It has been a long, long while since I’ve posted one of my ‘what’s on my mind’ ramblings, basically because I’ve been busy out there living my life in a way I haven’t in years and years.
I started MF on March 1, 2004. Since then I have been through 2 weight loss periods, followed by 2 hiatus’s and am just now embarking on my 3rd weight loss phase. It pans out sorta like this:
Mar – June : Weight loss = 40 pounds
July – August: Maintenance
Sept – Oct: Weight loss = 25 pounds
Nov – Dec: Maintenance
I can’t seem to do it all at once, so I have committed myself to this slower, if not less arduous route. And when I’m on hiatus I maintain my loss. When the scale starts to creep up, I immediately compensate and get it back down. To me this is indicative of lasting change taking place in my life.
I have been hanging around this forum for 10 months now, sometimes silent, sometimes VERY loud. Some days are easy, and others I scrabble to pull myself and my inner ‘food grubbing’ child through the day kicking and screaming in frustration. It always takes me a few false starts to get back on the program, and this is what I have been experiencing the last couple weeks. I knuckled under this weekend and got through days 1 & 2.
What surprised me was that I can still obsess over food just as strongly and desperately as ever. On Saturday night at about 6pm I started thinking about food……and couldn’t stop. For the next 6 hours, I was in a full-fledged tug-of-war with myself. Food would not leave me alone. I caved in several times and got out my take out menus and decided what to order. Then I looked at them again and asked myself if this is really what I wanted. I put them away. A few minutes later I took them out again, and around and around I went like this all evening. The thoughts that seemed to help the most were:
- >What do I really want? What’s my real goal here? What I REALLY want is to lose more weight.

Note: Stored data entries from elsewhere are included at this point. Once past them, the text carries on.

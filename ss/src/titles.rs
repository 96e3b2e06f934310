//! Table-of-contents parsing
//!
//! The corpus opens with a contents listing bracketed by a fixed author line
//! plus heading and a terminal phrase. Each non-blank line between them is
//! the title of one work.

use regex::Regex;
use serde::{Deserialize, Serialize};
use std::ops::Range;
use tracing::{debug, info};

use crate::error::SearchError;

/// Phrases that bracket the table of contents
#[derive(Debug, Clone, PartialEq, Eq, Serialize, Deserialize)]
#[serde(default)]
pub struct TocMarkers {
    /// Byline preceding the contents heading
    pub author: String,

    /// Contents heading itself
    pub heading: String,

    /// Phrase the listing runs up to (its last occurrence in the corpus)
    pub terminal: String,
}

impl Default for TocMarkers {
    fn default() -> Self {
        Self {
            author: "by William Shakespeare".to_string(),
            heading: "Contents".to_string(),
            terminal: "THE SONNETS".to_string(),
        }
    }
}

impl TocMarkers {
    /// `{author}\s+{heading}\s+(anything){terminal}`
    ///
    /// The capture is greedy, so it runs up to the last occurrence of the
    /// terminal phrase.
    pub fn pattern(&self) -> Result<Regex, SearchError> {
        let source = format!(
            r"{}\s+{}\s+((?s:.*)){}",
            regex::escape(&self.author),
            regex::escape(&self.heading),
            regex::escape(&self.terminal)
        );
        Ok(Regex::new(&source)?)
    }
}

/// Titles in listing order, plus where the listing sits in the corpus
#[derive(Debug, Clone, PartialEq, Eq)]
pub struct TableOfContents {
    pub titles: Vec<String>,

    /// From the start of the author line to the end of the captured listing
    pub span: Range<usize>,
}

impl TableOfContents {
    pub fn len(&self) -> usize {
        self.titles.len()
    }

    pub fn is_empty(&self) -> bool {
        self.titles.is_empty()
    }
}

/// Locate the contents listing and split it into titles
///
/// Only the first match of the marker pattern is used. Fails with
/// [`SearchError::StructureNotFound`] when the pattern does not match at all.
pub fn extract_titles(corpus: &str, markers: &TocMarkers) -> Result<TableOfContents, SearchError> {
    debug!(?markers, "extract_titles: called");
    let re = markers.pattern()?;

    let not_found = || SearchError::StructureNotFound {
        heading: markers.heading.clone(),
        terminal: markers.terminal.clone(),
    };
    let caps = re.captures(corpus).ok_or_else(not_found)?;
    let (whole, listing) = caps.get(0).zip(caps.get(1)).ok_or_else(not_found)?;

    let titles = split_titles(listing.as_str());
    info!(count = titles.len(), "Extracted titles from table of contents");

    Ok(TableOfContents {
        titles,
        span: whole.start()..listing.end(),
    })
}

fn split_titles(listing: &str) -> Vec<String> {
    listing
        .split('\n')
        .map(str::trim)
        .filter(|line| !line.is_empty())
        .map(str::to_string)
        .collect()
}

#[cfg(test)]
mod tests {
    use super::*;

    const TOC: &str = "The Complete Works\n\nby William Shakespeare\n\n    Contents\n\n    Hamlet\n  \n    Macbeth\r\n\nTHE SONNETS\n\nbody text";

    #[test]
    fn test_extract_titles_in_order() {
        let toc = extract_titles(TOC, &TocMarkers::default()).unwrap();
        assert_eq!(toc.titles, vec!["Hamlet", "Macbeth"]);
    }

    #[test]
    fn test_span_covers_listing_not_terminal() {
        let toc = extract_titles(TOC, &TocMarkers::default()).unwrap();
        assert_eq!(&TOC[toc.span.start..toc.span.start + 2], "by");
        assert!(TOC[toc.span.end..].starts_with("THE SONNETS"));
    }

    #[test]
    fn test_missing_structure_is_error() {
        let err = extract_titles("no contents here", &TocMarkers::default()).unwrap_err();
        assert!(matches!(err, SearchError::StructureNotFound { .. }));
    }

    #[test]
    fn test_greedy_capture_runs_to_last_terminal() {
        let text = "by William Shakespeare\nContents\nTHE SONNETS\nOTHELLO\nTHE SONNETS\n";
        let toc = extract_titles(text, &TocMarkers::default()).unwrap();
        assert_eq!(toc.titles, vec!["THE SONNETS", "OTHELLO"]);
    }

    #[test]
    fn test_custom_markers_are_escaped() {
        let markers = TocMarkers {
            author: "by A. N. Other (ed.)".to_string(),
            heading: "Index".to_string(),
            terminal: "END*".to_string(),
        };
        let text = "by A. N. Other (ed.)\nIndex\n  One\n  Two\nEND*";
        let toc = extract_titles(text, &markers).unwrap();
        assert_eq!(toc.titles, vec!["One", "Two"]);
    }
}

>I can eat some of this stuff later, after I’ve lost some weight.
>Do I want to finish this week having lost some weight or failed at my restart?
>How will I feel in an hour after I’ve eaten this food and negated the progress I’ve made?
>What is best for me? What action would serve my highest and best intentions?
Honestly, it seems there is only one way for me to get through this – by forcing new thought patterns to supercede the old ones. And it is very difficult to tell that old voice (my unconscious) to shut up – frankly, it’s still convinced that eating is the answer to my problems. The only way I seem to be able to defeat it is to insist over and over again if necessary that the old way doesn’t work and I need something different now.
I see so many member’s come and go. Some disappear forever, some come back and say they’ve gained weight back and need to start over. Certainly we have many more of those than we have of people who made it to their goal. It’s because this is hard, probably the hardest thing we will ever do. I don’t want to be one who disappears in failure.
There is no finish line at which magically we can eat the way we used to again. There is only today and moving towards our goals, not away from them. I have come to believe that this is a lifelong process. This is not an easy, one time decision. It is a decision that must be made daily, and sometimes moment by moment. I had no idea when I started out on this journey how hard it would be. How much work and inner self-reflection and change would be necessary. I really had no idea. But. It is all worth it. It is worth every moment of the struggle. There is no way to express what it means to me to be able to shop in the regular size section, or to feel like a ‘normal’ person in a crowd – not the one everyone’s looking at thinking how fat I am. My self-esteem is growing, and I feel good about myself for the first time in I-can’t-remember-when. This makes it worth it. And sometimes it’s too easy to forget that.
We are all worth it. Keep trying, don’t give up. Each one of us can win this battle if we only don’t give up.